I oughtn't be in pictures.

As a watcher of television and movies, the Writer's Guild of America strike is sort of interesting to me. As a writer who once thought she wanted to be a screen writer, it's more than interesting because these are people who share my art and dreams. A writer is a writer is a writer. We tell stories. It doesn't matter whether they're acted out or on the page, it's the same thing: putting words together to communicate an idea that wasn't there before. I may have realized I do not have the collaborative spirit that a screenwriter needs to have to succeed, and I really suck at not controlling everything my characters do, but still, I think I know what's in the hearts of people who are lucky enough to make things up for a living.
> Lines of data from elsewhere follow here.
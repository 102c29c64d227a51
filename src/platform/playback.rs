use std::sync::mpsc::{self, RecvTimeoutError, Sender};
use std::sync::{Arc, Mutex};
use std::thread::{self, JoinHandle};
use std::time::{Duration, Instant};

use anyhow::{Context, Result, anyhow};
use log::{debug, warn};

use crate::platform::Vibrator;

/// A motor that can be switched on for a fixed time. `pulse` returns
/// immediately and the motor turns itself off once `duration_ms` has elapsed.
pub trait Motor: Send + 'static {
    /// Checked before a request is accepted so unreachable hardware fails the
    /// request instead of the background playback.
    fn ready(&mut self) -> Result<()>;
    fn pulse(&mut self, duration_ms: u64) -> Result<()>;
    fn stop(&mut self) -> Result<()>;
    fn label(&self) -> &'static str;
}

struct Playback {
    stop_tx: Sender<()>,
    join: JoinHandle<()>,
}

/// Plays `[wait, vibrate, ...]` sequences on a [`Motor`] from a worker thread.
/// At most one playback runs at a time; a new request replaces the old one.
pub struct PlaybackVibrator<M: Motor> {
    motor: Arc<Mutex<M>>,
    label: &'static str,
    current: Option<Playback>,
}

impl<M: Motor> PlaybackVibrator<M> {
    pub fn new(motor: M) -> Self {
        let label = motor.label();
        Self {
            motor: Arc::new(Mutex::new(motor)),
            label,
            current: None,
        }
    }

    fn start(&mut self, pattern_ms: Vec<u64>, repeat: bool) -> Result<()> {
        if self.current.is_some() {
            self.halt();
        }
        lock_motor(&self.motor)?.ready()?;

        let (stop_tx, stop_rx) = mpsc::channel::<()>();
        let motor = Arc::clone(&self.motor);
        let join = thread::Builder::new()
            .name("vibectl-playback".to_string())
            .spawn(move || run_playback(motor, pattern_ms, repeat, stop_rx))
            .context("failed to spawn playback thread")?;
        self.current = Some(Playback { stop_tx, join });
        Ok(())
    }

    fn stop_current(&mut self) {
        if let Some(playback) = self.current.take() {
            let _ = playback.stop_tx.send(());
            let _ = playback.join.join();
        }
    }

    fn halt(&mut self) {
        self.stop_current();
        match lock_motor(&self.motor).and_then(|mut motor| motor.stop()) {
            Ok(()) => {}
            Err(err) => debug!("motor stop ignored: {err:#}"),
        }
    }
}

impl<M: Motor> Vibrator for PlaybackVibrator<M> {
    fn vibrate(&mut self, duration_ms: u64) -> Result<()> {
        self.start(vec![0, duration_ms], false)
    }

    fn vibrate_pattern(&mut self, pattern_ms: &[u64], repeat: bool) -> Result<()> {
        self.start(pattern_ms.to_vec(), repeat)
    }

    fn cancel(&mut self) {
        self.halt();
    }

    fn is_active(&self) -> bool {
        self.current
            .as_ref()
            .is_some_and(|playback| !playback.join.is_finished())
    }

    fn wait_idle(&mut self, timeout: Option<Duration>) -> bool {
        let deadline = timeout.map(|timeout| Instant::now() + timeout);
        loop {
            if !self.is_active() {
                if let Some(playback) = self.current.take() {
                    let _ = playback.join.join();
                }
                return true;
            }
            match deadline {
                Some(deadline) if Instant::now() >= deadline => return false,
                Some(_) => thread::sleep(Duration::from_millis(2)),
                None => {
                    if let Some(playback) = self.current.take() {
                        let _ = playback.join.join();
                    }
                    return true;
                }
            }
        }
    }

    fn label(&self) -> &'static str {
        self.label
    }
}

impl<M: Motor> Drop for PlaybackVibrator<M> {
    fn drop(&mut self) {
        if self.current.is_some() {
            self.halt();
        }
    }
}

fn lock_motor<M: Motor>(motor: &Arc<Mutex<M>>) -> Result<std::sync::MutexGuard<'_, M>> {
    motor.lock().map_err(|_| anyhow!("motor lock poisoned"))
}

fn run_playback<M: Motor>(
    motor: Arc<Mutex<M>>,
    pattern_ms: Vec<u64>,
    repeat: bool,
    stop_rx: mpsc::Receiver<()>,
) {
    // A zero-length cycle would spin forever.
    let repeat = repeat && pattern_ms.iter().any(|ms| *ms > 0);
    let mut cycle = 0_u64;
    loop {
        for (index, segment_ms) in pattern_ms.iter().copied().enumerate() {
            let vibrating = index % 2 == 1;
            if vibrating && segment_ms > 0 {
                debug!("cycle {cycle} segment {index}: vibrate {segment_ms} ms");
                let pulsed = lock_motor(&motor).and_then(|mut motor| motor.pulse(segment_ms));
                if let Err(err) = pulsed {
                    warn!("playback aborted: {err:#}");
                    return;
                }
            } else {
                debug!("cycle {cycle} segment {index}: wait {segment_ms} ms");
            }

            match stop_rx.recv_timeout(Duration::from_millis(segment_ms)) {
                Err(RecvTimeoutError::Timeout) => {}
                Ok(()) | Err(RecvTimeoutError::Disconnected) => {
                    debug!("playback stopped during segment {index}");
                    return;
                }
            }
        }
        if !repeat {
            return;
        }
        cycle = cycle.saturating_add(1);
    }
}

#[cfg(test)]
mod tests {
    use super::*;
    use crate::dispatch::{self, DispatchError, PLATFORM_MESSAGE};
    use crate::platform::simulated::{MotorEvent, SimulatedMotor};

    /// Motor whose hardware never becomes reachable.
    struct OfflineMotor;

    impl Motor for OfflineMotor {
        fn ready(&mut self) -> Result<()> {
            anyhow::bail!("vibrator offline")
        }

        fn pulse(&mut self, _duration_ms: u64) -> Result<()> {
            panic!("pulse must not run when the motor is not ready");
        }

        fn stop(&mut self) -> Result<()> {
            Ok(())
        }

        fn label(&self) -> &'static str {
            "OFFLINE"
        }
    }

    #[test]
    fn unready_motor_fails_the_request_as_platform_error() {
        let mut vibrator = PlaybackVibrator::new(OfflineMotor);

        let err = dispatch::dispatch(&mut vibrator, &[], 250, false)
            .expect_err("offline motor should fail");
        assert!(matches!(err, DispatchError::Platform(_)));
        assert_eq!(err.user_message(), PLATFORM_MESSAGE);
        assert!(err.to_string().contains("vibrator offline"));
        assert!(vibrator.current.is_none());
        assert!(!vibrator.is_active());

        let err = dispatch::dispatch(&mut vibrator, &[0, 100, 50, 100], 0, true)
            .expect_err("pattern on offline motor should fail");
        assert!(matches!(err, DispatchError::Platform(_)));
        assert!(vibrator.current.is_none());
    }

    #[test]
    fn single_duration_pulses_once_and_goes_idle() {
        let motor = SimulatedMotor::new();
        let events = motor.events();
        let mut vibrator = PlaybackVibrator::new(motor);

        vibrator.vibrate(5).expect("vibrate");
        assert!(vibrator.wait_idle(Some(Duration::from_secs(2))));
        assert!(!vibrator.is_active());
        assert_eq!(events.snapshot(), vec![MotorEvent::Pulse(5)]);
    }

    #[test]
    fn pattern_pulses_only_vibrate_segments() {
        let motor = SimulatedMotor::new();
        let events = motor.events();
        let mut vibrator = PlaybackVibrator::new(motor);

        vibrator
            .vibrate_pattern(&[0, 3, 2, 4, 1], false)
            .expect("vibrate pattern");
        assert!(vibrator.wait_idle(Some(Duration::from_secs(2))));
        assert_eq!(
            events.snapshot(),
            vec![MotorEvent::Pulse(3), MotorEvent::Pulse(4)]
        );
    }

    #[test]
    fn zero_length_vibrate_segments_are_skipped() {
        let motor = SimulatedMotor::new();
        let events = motor.events();
        let mut vibrator = PlaybackVibrator::new(motor);

        vibrator.vibrate_pattern(&[1, 0, 1, 2], false).expect("play");
        assert!(vibrator.wait_idle(Some(Duration::from_secs(2))));
        assert_eq!(events.snapshot(), vec![MotorEvent::Pulse(2)]);
    }

    #[test]
    fn cancel_stops_a_repeating_pattern() {
        let motor = SimulatedMotor::new();
        let events = motor.events();
        let mut vibrator = PlaybackVibrator::new(motor);

        vibrator.vibrate_pattern(&[5, 5], true).expect("play");
        thread::sleep(Duration::from_millis(80));
        assert!(vibrator.is_active());

        vibrator.cancel();
        assert!(!vibrator.is_active());
        let recorded = events.snapshot();
        assert!(recorded.iter().filter(|e| **e == MotorEvent::Pulse(5)).count() >= 2);
        assert_eq!(recorded.last(), Some(&MotorEvent::Stop));
    }

    #[test]
    fn repeating_all_zero_pattern_plays_once() {
        let mut vibrator = PlaybackVibrator::new(SimulatedMotor::new());
        vibrator.vibrate_pattern(&[0, 0], true).expect("play");
        assert!(vibrator.wait_idle(Some(Duration::from_secs(2))));
    }

    #[test]
    fn cancel_without_playback_is_harmless() {
        let mut vibrator = PlaybackVibrator::new(SimulatedMotor::new());
        vibrator.cancel();
        vibrator.cancel();
        assert!(!vibrator.is_active());
    }

    #[test]
    fn new_request_replaces_running_playback() {
        let motor = SimulatedMotor::new();
        let events = motor.events();
        let mut vibrator = PlaybackVibrator::new(motor);

        vibrator.vibrate_pattern(&[0, 1_000], true).expect("first");
        thread::sleep(Duration::from_millis(30));
        vibrator.vibrate(2).expect("second");
        assert!(vibrator.wait_idle(Some(Duration::from_secs(2))));
        assert_eq!(
            events.snapshot(),
            vec![
                MotorEvent::Pulse(1_000),
                MotorEvent::Stop,
                MotorEvent::Pulse(2)
            ]
        );
    }
}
I find myself following the posts and especially the comments at DeadlineHollywoodDaily. It's the best place I've found to get an almost unbiased look at what's happening with the strike. With every day that goes by, I become more certain that writers do deserve to own what they write, every last bit, unless they chose to sell it free and clear. I also become less certain how people who are known for being introverts and independent thinkers will stick together long enough for a successful strike. I don't know any writers who like to spend a lot of time interacting with other people. Sure, we enjoy watching them. But presenting a united front? Artists? It's just not in our blood. And just how long can people who write because if they couldn't they wouldn't want to live be able to go without writing? I know they're working on stuff on their own, but a big group of those striking folks are used to getting positive strokes for what they do. Can they go back to doing it only for themselves? I know I couldn't. Good thing for me novelists are independent contractors.